- 327
Marc Chagall
Description
- Marc Chagall
- L'Acrobate au Bouquet
- Signed and dated Marc Chagall 1953 (lower right)
- Watercolor, brush, India Ink and wax crayon on paper
- 25 by 18 1/2 in.
- 63.5 by 46 cm
Provenance
A Texas Foundation (acquired in 1956 and sold: Christie's, New York, November 12, 1997, lot 335)
Acquired at the above sale by the present owner
Exhibited
Dallas, Museum of Art, on extended loan (1989-1997)
Catalogue Note
The present work illustrates Chagall’s most popular theme of lovers, one that he used throughout his entire life. L’Acrobate au bouquet depicts two lovers embracing at the bottom of the composition while an acrobat with flowing black hair swoops above them holding a large bouquet of flowers with the radiant glow of the sun above them. Andrew Kagan comments that “For the poet Chagall, the essential functions of a painting were symbolic, not formal. For Chagall the work of art was more than anything else a means to record his sensations, his memories, his moods, his feelings about his life” (Andrew Kagan, Marc Chagall, New York, 1989, p. 7).
When this picture was painted Chagall was embarking on a new phase of his life.
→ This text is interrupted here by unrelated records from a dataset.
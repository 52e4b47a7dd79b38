//! Core model for recurring tutorial sessions.
//!
//! This crate provides the in-process model the surrounding application
//! (CLI, rendering, storage) works with:
//! - [`Tutorial`] aggregates a weekly [`TimeTable`], per-week [`Attendance`],
//!   a student roster, assignment submission tracking and a deduplicated log
//!   of concrete [`Event`]s
//! - the recurrence engine derives past-or-present occurrences from the
//!   timetable and an injected [`Semester`] anchor
//!
//! The core is pure, synchronous and single-threaded. Command parsing,
//! display and persistence formats are the caller's concern.

pub mod assignment;
pub mod attendance;
pub mod error;
pub mod event;
pub mod semester;
pub mod student;
pub mod timetable;
pub mod tutorial;
pub mod week;

pub use assignment::{Assignment, NOT_SUBMITTED};
pub use attendance::Attendance;
pub use error::{TutorLogError, TutorLogResult};
pub use event::Event;
pub use semester::Semester;
pub use student::Student;
pub use timetable::TimeTable;
pub use tutorial::Tutorial;
pub use week::Week;
//! Concrete, dated tutorial occurrences.

use std::fmt;

use chrono::{DateTime, Utc};
use serde::{Deserialize, Serialize};

/// One concrete session: either materialized from the recurrence pattern or
/// logged manually. Equality is structural over all three fields; events are
/// never mutated after creation.
///
/// The event log sorts by `start`; ties keep their insertion order.
#[derive(Debug, Clone, PartialEq, Eq, Serialize, Deserialize)]
pub struct Event {
    pub label: String,
    pub start: DateTime<Utc>,
    pub end: DateTime<Utc>,
}

impl Event {
    pub fn new(label: &str, start: DateTime<Utc>, end: DateTime<Utc>) -> Self {
        Event {
            label: label.to_string(),
            start,
            end,
        }
    }

    /// Whole hours this event ran for; the fraction is discarded per event,
    /// not pooled across the log.
    pub fn hours(&self) -> i64 {
        (self.end - self.start).num_hours()
    }
}

impl fmt::Display for Event {
    fn fmt(&self, f: &mut fmt::Formatter<'_>) -> fmt::Result {
        write!(
            f,
            "{} ({} - {})",
            self.label,
            self.start.format("%Y-%m-%d %H:%M"),
            self.end.format("%Y-%m-%d %H:%M")
        )
    }
}

#[cfg(test)]
mod tests {
    use super::*;
    use chrono::{Duration, TimeZone, Utc};

    #[test]
    fn test_hours_truncate_fraction() {
        let start = Utc.with_ymd_and_hms(2025, 3, 20, 15, 0, 0).unwrap();
        let event = Event::new("T01 CS1010", start, start + Duration::minutes(90));
        assert_eq!(event.hours(), 1);

        let short = Event::new("T01 CS1010", start, start + Duration::minutes(30));
        assert_eq!(short.hours(), 0);
    }

    #[test]
    fn test_json_roundtrip() {
        let start = Utc.with_ymd_and_hms(2025, 3, 20, 15, 0, 0).unwrap();
        let event = Event::new("T01 CS1010", start, start + Duration::hours(2));

        let json = serde_json::to_string(&event).unwrap();
        let back: Event = serde_json::from_str(&json).unwrap();
        assert_eq!(back, event);
    }
}
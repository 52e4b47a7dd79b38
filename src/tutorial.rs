//! Tutorial aggregate: roster, attendance, assignments and the event log.

use std::collections::{BTreeMap, BTreeSet, HashMap};
use std::fmt;

use chrono::{DateTime, Duration, NaiveTime, Utc, Weekday};

use crate::assignment::{Assignment, NOT_SUBMITTED};
use crate::attendance::Attendance;
use crate::error::{TutorLogError, TutorLogResult};
use crate::event::Event;
use crate::semester::Semester;
use crate::student::Student;
use crate::timetable::TimeTable;
use crate::week::Week;

/// A recurring weekly class session with a fixed roster.
///
/// Owns its timetable and attendance exclusively: they are created together
/// and every roster mutation updates both, so the two cannot drift. The
/// event log holds concrete occurrences, duplicate-free and sorted by start
/// time.
#[derive(Debug, Clone)]
pub struct Tutorial {
    name: String,
    timetable: TimeTable,
    students: Vec<Student>,
    module_code: String,
    attendance: Attendance,
    assignments: BTreeMap<Assignment, HashMap<Student, i32>>,
    event_log: Vec<Event>,
}

impl Tutorial {
    pub fn new(
        name: &str,
        day: Weekday,
        start_time: NaiveTime,
        weeks: BTreeSet<Week>,
        duration: Duration,
        students: Vec<Student>,
        module_code: &str,
    ) -> TutorLogResult<Self> {
        let timetable = TimeTable::new(day, start_time, weeks, duration)?;
        let attendance = Attendance::new(timetable.weeks(), &students);
        Ok(Tutorial {
            name: name.to_string(),
            timetable,
            students,
            module_code: module_code.to_string(),
            attendance,
            assignments: BTreeMap::new(),
            event_log: Vec::new(),
        })
    }

    pub fn name(&self) -> &str {
        &self.name
    }

    pub fn timetable(&self) -> &TimeTable {
        &self.timetable
    }

    pub fn students(&self) -> &[Student] {
        &self.students
    }

    pub fn module_code(&self) -> &str {
        &self.module_code
    }

    pub fn attendance(&self) -> &Attendance {
        &self.attendance
    }

    // ROSTER:

    /// Enrolls a student, giving them default-absent attendance marks for
    /// every active week. Existing assignments are not extended.
    pub fn add_student(&mut self, student: Student) {
        self.attendance.add_student(&student);
        self.students.push(student);
    }

    /// Removes a student and all their attendance marks.
    pub fn delete_student(&mut self, student: &Student) {
        self.students.retain(|s| s != student);
        self.attendance.delete_student(student);
    }

    /// Replaces `target` (matched by identity) with `edited`, migrating the
    /// attendance marks over to the new record.
    pub fn set_student(&mut self, target: &Student, edited: Student) {
        for slot in self.students.iter_mut() {
            if slot.is_same_student(target) {
                self.attendance.replace_student(slot, &edited);
                *slot = edited.clone();
            }
        }
    }

    pub fn set_attendance(&mut self, week: Week, student: &Student) -> TutorLogResult<()> {
        self.attendance.set_attendance(week, student)
    }

    // ASSIGNMENTS:

    /// Registers an assignment with every enrolled student at NOT_SUBMITTED.
    /// Re-adding an existing assignment resets all markers.
    pub fn add_assignment(&mut self, assignment: Assignment) {
        let markers = self
            .students
            .iter()
            .cloned()
            .map(|s| (s, NOT_SUBMITTED))
            .collect();
        self.assignments.insert(assignment, markers);
    }

    /// Removes an assignment. Returns whether it existed.
    pub fn delete_assignment(&mut self, assignment: &Assignment) -> bool {
        self.assignments.remove(assignment).is_some()
    }

    /// Replaces `target` with `replacement`: the replacement inherits the
    /// target's submission markers and the target is removed. Markers held
    /// for students no longer enrolled carry over as-is.
    pub fn set_assignment(
        &mut self,
        target: &Assignment,
        replacement: Assignment,
    ) -> TutorLogResult<()> {
        let inherited = self
            .assignments
            .remove(target)
            .ok_or_else(|| TutorLogError::UnknownAssignment(target.name.clone()))?;
        self.add_assignment(replacement.clone());
        let row = self
            .assignments
            .get_mut(&replacement)
            .expect("assignment registered above");
        row.extend(inherited);
        Ok(())
    }

    /// Positional lookup in the assignment table's key order.
    pub fn assignment_at(&self, index: usize) -> TutorLogResult<&Assignment> {
        self.assignments
            .keys()
            .nth(index)
            .ok_or(TutorLogError::IndexOutOfRange {
                index,
                len: self.assignments.len(),
            })
    }

    /// Submission markers for an assignment, if it is registered.
    pub fn submissions(&self, assignment: &Assignment) -> Option<&HashMap<Student, i32>> {
        self.assignments.get(assignment)
    }

    /// Records a submission marker for a student on an assignment.
    pub fn set_submission(
        &mut self,
        assignment: &Assignment,
        student: &Student,
        marker: i32,
    ) -> TutorLogResult<()> {
        let row = self
            .assignments
            .get_mut(assignment)
            .ok_or_else(|| TutorLogError::UnknownAssignment(assignment.name.clone()))?;
        let slot = row
            .get_mut(student)
            .ok_or_else(|| TutorLogError::UnknownStudent(student.name.clone()))?;
        *slot = marker;
        Ok(())
    }

    // EVENT LOG:

    /// Adds an event, rejecting structural duplicates. The log stays sorted
    /// by start time; equal start times keep their insertion order.
    pub fn add_event(&mut self, event: Event) -> TutorLogResult<()> {
        if self.event_log.contains(&event) {
            return Err(TutorLogError::DuplicateEvent(event.label.clone()));
        }
        self.event_log.push(event);
        self.event_log.sort_by_key(|e| e.start);
        Ok(())
    }

    /// Removes an event by value. Returns whether it was present.
    pub fn delete_event(&mut self, event: &Event) -> bool {
        match self.event_log.iter().position(|e| e == event) {
            Some(index) => {
                self.event_log.remove(index);
                true
            }
            None => false,
        }
    }

    /// Removes an event by position, returning it. Unlike value-based
    /// deletion, a bad index is an error rather than a `false`.
    pub fn delete_event_at(&mut self, index: usize) -> TutorLogResult<Event> {
        if index >= self.event_log.len() {
            return Err(TutorLogError::IndexOutOfRange {
                index,
                len: self.event_log.len(),
            });
        }
        Ok(self.event_log.remove(index))
    }

    /// Total logged hours, truncated to whole hours per event before
    /// summing.
    pub fn hours(&self) -> i64 {
        self.event_log.iter().map(Event::hours).sum()
    }

    /// Derives this tutorial's past-or-present occurrences as events.
    pub fn as_events(&self, semester: &Semester) -> Vec<Event> {
        self.as_events_at(semester, Utc::now())
    }

    /// Testable form of [`Tutorial::as_events`] with an explicit clock.
    ///
    /// Each slot in the ascending week set advances the occurrence by
    /// exactly one calendar week, regardless of numeric gaps between week
    /// values; only weeks at or before the current week materialize. An
    /// unset anchor yields an empty list, not an error.
    pub fn as_events_at(&self, semester: &Semester, now: DateTime<Utc>) -> Vec<Event> {
        let Some(anchor) = semester.start() else {
            return Vec::new();
        };
        let Some(current_week) = self.timetable.current_week_at(semester, now) else {
            return Vec::new();
        };

        let first = self.timetable.first_occurrence(anchor);
        let mut start = first.and_time(self.timetable.start_time()).and_utc();
        let mut end = start + self.timetable.duration();
        let label = format!("{} {}", self.name, self.module_code);

        let mut events = Vec::new();
        for &week in self.timetable.weeks() {
            if week <= current_week {
                events.push(Event::new(&label, start, end));
            }
            start += Duration::days(7);
            end += Duration::days(7);
        }
        events
    }

    /// Returns the event log, first folding in derived occurrences that have
    /// already taken place. Occurrences already present are skipped, so
    /// repeated calls never duplicate entries.
    pub fn event_log(&mut self, semester: &Semester) -> &[Event] {
        self.event_log_at(semester, Utc::now())
    }

    /// Testable form of [`Tutorial::event_log`] with an explicit clock.
    pub fn event_log_at(&mut self, semester: &Semester, now: DateTime<Utc>) -> &[Event] {
        for event in self.as_events_at(semester, now) {
            if !self.event_log.contains(&event) {
                self.event_log.push(event);
            }
        }
        self.event_log.sort_by_key(|e| e.start);
        &self.event_log
    }

    /// Identity check used for duplicate detection: name, timetable and
    /// module code only. Roster and attendance are ignored.
    pub fn is_same_tutorial(&self, other: &Tutorial) -> bool {
        self.name == other.name
            && self.timetable == other.timetable
            && self.module_code == other.module_code
    }
}

/// Structural equality over identity and data fields. The assignment table
/// and event log are excluded.
impl PartialEq for Tutorial {
    fn eq(&self, other: &Self) -> bool {
        self.name == other.name
            && self.students == other.students
            && self.module_code == other.module_code
            && self.timetable == other.timetable
            && self.attendance == other.attendance
    }
}

impl fmt::Display for Tutorial {
    fn fmt(&self, f: &mut fmt::Formatter<'_>) -> fmt::Result {
        let weeks = self
            .timetable
            .weeks()
            .iter()
            .map(Week::to_string)
            .collect::<Vec<_>>()
            .join(", ");
        let students = self
            .students
            .iter()
            .map(|s| s.name.as_str())
            .collect::<Vec<_>>()
            .join(", ");
        write!(
            f,
            "{} | {} | {} | [{}] | {}min | Students: {} | {}",
            self.name,
            self.timetable.day(),
            self.timetable.start_time().format("%H:%M"),
            weeks,
            self.timetable.duration().num_minutes(),
            students,
            self.module_code
        )
    }
}
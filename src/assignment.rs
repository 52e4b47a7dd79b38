//! Assignment keys for submission tracking.

use std::fmt;

use chrono::{DateTime, Utc};
use serde::{Deserialize, Serialize};

/// Marker meaning a student has not submitted a given assignment. Any other
/// marker value encodes submission order or hours spent.
pub const NOT_SUBMITTED: i32 = -1;

/// A gradable task tracked per tutorial.
///
/// Ordering (name, then deadline, then max score) fixes the iteration order
/// of the assignment table, so positional lookup is deterministic.
#[derive(
    Debug, Clone, PartialEq, Eq, PartialOrd, Ord, Hash, Serialize, Deserialize,
)]
pub struct Assignment {
    pub name: String,
    pub deadline: DateTime<Utc>,
    pub max_score: u32,
}

impl Assignment {
    pub fn new(name: &str, deadline: DateTime<Utc>, max_score: u32) -> Self {
        Assignment {
            name: name.to_string(),
            deadline,
            max_score,
        }
    }
}

impl fmt::Display for Assignment {
    fn fmt(&self, f: &mut fmt::Formatter<'_>) -> fmt::Result {
        write!(
            f,
            "{} (due {}, max score {})",
            self.name,
            self.deadline.format("%Y-%m-%d %H:%M"),
            self.max_score
        )
    }
}
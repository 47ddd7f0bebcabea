//! The slice of player state the hall simulation reads and mutates.

use std::collections::BTreeMap;

use rune_hall_core::{EnchantmentKind, Event, GameTime, PixelPoint};

/// Multiset of enchantments the player carries.
#[derive(Clone, Debug, Default, PartialEq, Eq)]
pub struct Inventory {
    items: BTreeMap<EnchantmentKind, u32>,
}

impl Inventory {
    /// Adds one enchantment of `kind`.
    pub fn add(&mut self, kind: EnchantmentKind) {
        let count = self.items.entry(kind).or_insert(0);
        *count = count.saturating_add(1);
    }

    /// Removes one enchantment of `kind`, returning `false` when none is held.
    pub fn take(&mut self, kind: EnchantmentKind) -> bool {
        match self.items.get_mut(&kind) {
            Some(count) if *count > 1 => {
                *count -= 1;
                true
            }
            Some(_) => {
                let _ = self.items.remove(&kind);
                true
            }
            None => false,
        }
    }

    /// Number of enchantments of `kind` held.
    #[must_use]
    pub fn count(&self, kind: EnchantmentKind) -> u32 {
        self.items.get(&kind).copied().unwrap_or(0)
    }

    /// Reports whether at least one enchantment of `kind` is held.
    #[must_use]
    pub fn contains(&self, kind: EnchantmentKind) -> bool {
        self.count(kind) > 0
    }

    /// Iterator over held kinds and their counts, in kind order.
    pub fn iter(&self) -> impl Iterator<Item = (EnchantmentKind, u32)> + '_ {
        self.items.iter().map(|(kind, count)| (*kind, *count))
    }
}

/// Player state consumed by monsters, enchantments and the rune registry.
#[derive(Clone, Debug)]
pub struct Player {
    position: PixelPoint,
    lives: u32,
    cloak_until: Option<GameTime>,
    reveal_until: Option<GameTime>,
    inventory: Inventory,
    bonus_time_secs: u64,
}

impl Player {
    /// Creates a player at `position` with the provided number of lives.
    #[must_use]
    pub fn new(position: PixelPoint, lives: u32) -> Self {
        Self {
            position,
            lives,
            cloak_until: None,
            reveal_until: None,
            inventory: Inventory::default(),
            bonus_time_secs: 0,
        }
    }

    /// Current position in pixels.
    #[must_use]
    pub const fn position(&self) -> PixelPoint {
        self.position
    }

    /// Moves the player. Movement physics live outside the simulation core.
    pub fn set_position(&mut self, position: PixelPoint) {
        self.position = position;
    }

    /// Lives remaining.
    #[must_use]
    pub const fn lives(&self) -> u32 {
        self.lives
    }

    /// Reports whether the player has lives left.
    #[must_use]
    pub const fn is_alive(&self) -> bool {
        self.lives > 0
    }

    /// Removes one life and returns the lives remaining.
    pub fn lose_life(&mut self) -> u32 {
        self.lives = self.lives.saturating_sub(1);
        self.lives
    }

    /// Adds one life and returns the new total.
    pub fn gain_life(&mut self) -> u32 {
        self.lives = self.lives.saturating_add(1);
        self.lives
    }

    /// Reports whether the cloak buff is active.
    #[must_use]
    pub const fn is_cloaked(&self) -> bool {
        self.cloak_until.is_some()
    }

    /// Reports whether the reveal buff is active.
    #[must_use]
    pub const fn is_revealing(&self) -> bool {
        self.reveal_until.is_some()
    }

    /// Activates the cloak buff until `until`.
    pub fn activate_cloak(&mut self, until: GameTime) {
        self.cloak_until = Some(until);
    }

    /// Activates the reveal buff until `until`.
    pub fn activate_reveal(&mut self, until: GameTime) {
        self.reveal_until = Some(until);
    }

    /// Drops buffs whose deadline has been reached.
    pub fn expire_buffs(&mut self, now: GameTime, out: &mut Vec<Event>) {
        if self.cloak_until.is_some_and(|until| now >= until) {
            self.cloak_until = None;
            out.push(Event::BuffExpired {
                kind: EnchantmentKind::Cloak,
            });
        }
        if self.reveal_until.is_some_and(|until| now >= until) {
            self.reveal_until = None;
            out.push(Event::BuffExpired {
                kind: EnchantmentKind::Reveal,
            });
        }
    }

    /// Held enchantments.
    #[must_use]
    pub const fn inventory(&self) -> &Inventory {
        &self.inventory
    }

    /// Mutable access to the held enchantments.
    pub fn inventory_mut(&mut self) -> &mut Inventory {
        &mut self.inventory
    }

    /// Reports whether the player carries the hall's rune.
    #[must_use]
    pub fn holds_rune(&self) -> bool {
        self.inventory.contains(EnchantmentKind::Rune)
    }

    /// Queues bonus seconds for the hall clock.
    pub fn request_bonus_time(&mut self, seconds: u64) {
        self.bonus_time_secs = self.bonus_time_secs.saturating_add(seconds);
    }

    /// Drains queued bonus seconds.
    pub fn take_bonus_time(&mut self) -> u64 {
        std::mem::take(&mut self.bonus_time_secs)
    }

    /// Clears per-hall state while keeping lives and position.
    pub fn reset_for_hall(&mut self) {
        self.cloak_until = None;
        self.reveal_until = None;
        self.bonus_time_secs = 0;
        let _ = self.inventory.take(EnchantmentKind::Rune);
    }
}

#[cfg(test)]
mod tests {
    use super::*;

    #[test]
    fn inventory_counts_duplicates() {
        let mut inventory = Inventory::default();
        inventory.add(EnchantmentKind::Cloak);
        inventory.add(EnchantmentKind::Cloak);
        assert_eq!(inventory.count(EnchantmentKind::Cloak), 2);
        assert!(inventory.take(EnchantmentKind::Cloak));
        assert!(inventory.take(EnchantmentKind::Cloak));
        assert!(!inventory.take(EnchantmentKind::Cloak));
        assert_eq!(inventory.iter().count(), 0);
    }

    #[test]
    fn lives_never_underflow() {
        let mut player = Player::new(PixelPoint::default(), 1);
        assert_eq!(player.lose_life(), 0);
        assert_eq!(player.lose_life(), 0);
        assert!(!player.is_alive());
    }

    #[test]
    fn buffs_expire_at_their_deadline() {
        let mut player = Player::new(PixelPoint::default(), 3);
        player.activate_cloak(GameTime::from_secs(5));
        let mut events = Vec::new();
        player.expire_buffs(GameTime::from_secs(4), &mut events);
        assert!(player.is_cloaked());
        assert!(events.is_empty());
        player.expire_buffs(GameTime::from_secs(5), &mut events);
        assert!(!player.is_cloaked());
        assert_eq!(
            events,
            vec![Event::BuffExpired {
                kind: EnchantmentKind::Cloak
            }]
        );
    }

    #[test]
    fn bonus_time_drains_once() {
        let mut player = Player::new(PixelPoint::default(), 3);
        player.request_bonus_time(5);
        player.request_bonus_time(5);
        assert_eq!(player.take_bonus_time(), 10);
        assert_eq!(player.take_bonus_time(), 0);
    }
}
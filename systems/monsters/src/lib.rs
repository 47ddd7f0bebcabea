#![deny(
    unsafe_code,
    missing_docs,
    dead_code,
    unused_results,
    non_snake_case,
    unreachable_pub
)]

//! Monster spawning and per-kind behaviour for Rune Hall.
//!
//! [`MonsterSpawner`] populates the active hall on a timer and
//! [`MonsterAi`] advances every monster once per logic tick. Both borrow the
//! hall state they touch through a [`MonsterContext`] instead of holding
//! references into the world.

mod ai;
mod monster;
mod spawner;
mod wizard;

use rune_hall_core::CellOccupancy;
use rune_hall_world::{CollisionMap, LuringGemSlot, Player, RuneRelocator};
use serde::{Deserialize, Serialize};

pub use ai::MonsterAi;
pub use monster::{ArcherState, FighterState, Monster, MonsterState, WizardState};
pub use spawner::MonsterSpawner;

/// Tunable parameters shared by the monster spawner and AI.
#[derive(Clone, Copy, Debug, PartialEq, Serialize, Deserialize)]
#[serde(default)]
pub struct Config {
    /// Seconds between spawn attempts.
    pub spawn_interval_secs: u64,
    /// Random cells drawn before a spawn or teleport search is abandoned.
    pub placement_attempts: usize,
    /// Cells within this Manhattan distance of the player never receive a spawn.
    pub player_clearance_tiles: u32,
    /// Tiles a fighter covers per logic tick.
    pub fighter_speed_tiles: f32,
    /// Distance, in tiles, at which a fighter starts chasing the player.
    pub fighter_chase_tiles: f32,
    /// Seconds between two fighter strikes.
    pub fighter_attack_cooldown_secs: u64,
    /// Seconds a patrolling fighter walks before pausing.
    pub patrol_move_secs: u64,
    /// Seconds a patrolling fighter rests before picking a new direction.
    pub patrol_pause_secs: u64,
    /// Adjacent fighters strike even while a luring gem is lying in the hall.
    pub attack_while_lured: bool,
    /// Range, in tiles, below which an archer hits the player.
    pub archer_range_tiles: f32,
    /// Seconds between two archer shots.
    pub archer_cooldown_secs: u64,
    /// Seconds between two rune relocations by a wizard with plenty of time left.
    pub wizard_transfer_interval_secs: u64,
    /// Seconds a wizard in the middle bracket lingers before vanishing.
    pub wizard_linger_secs: u64,
    /// Seconds a wizard in the low bracket waits before teleporting the player.
    pub wizard_teleport_delay_secs: u64,
    /// Seconds between the teleport and the wizard vanishing.
    pub wizard_vanish_delay_secs: u64,
}

impl Default for Config {
    fn default() -> Self {
        Self {
            spawn_interval_secs: 8,
            placement_attempts: 50,
            player_clearance_tiles: 2,
            fighter_speed_tiles: 1.0,
            fighter_chase_tiles: 5.0,
            fighter_attack_cooldown_secs: 1,
            patrol_move_secs: 1,
            patrol_pause_secs: 1,
            attack_while_lured: true,
            archer_range_tiles: 3.0,
            archer_cooldown_secs: 1,
            wizard_transfer_interval_secs: 3,
            wizard_linger_secs: 2,
            wizard_teleport_delay_secs: 1,
            wizard_vanish_delay_secs: 1,
        }
    }
}

/// Hall state borrowed by the monster systems for one tick.
pub struct MonsterContext<'a> {
    /// Collision map of the active hall; wizards toggle its transparency overlay.
    pub map: &'a mut CollisionMap,
    /// The player monsters hunt.
    pub player: &'a mut Player,
    /// Luring gem that distracts fighters.
    pub gem: &'a mut LuringGemSlot,
    /// Handle used by wizards to move the rune.
    pub runes: &'a mut dyn RuneRelocator,
    /// Enchantment occupancy consulted by spawn and teleport searches.
    pub occupancy: &'a dyn CellOccupancy,
}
In 1952 he met and married Valentine Bródsky who would become the central female figure in his paintings. The lovers depicted in the present work could be an expression of the loཧve between the artist and Valentine, known as Vava, while a bouquet, a symbol of abundance, is brought to them. Chagall was also beginning to experience success and popularity. In April of 1953 he traveled to Turin for the opening of a large retrospective of his work at the Palazzo Madama. The mood that is conveyed in this work certainly reflects the joy, contentment, and peace that Chagall was feeling.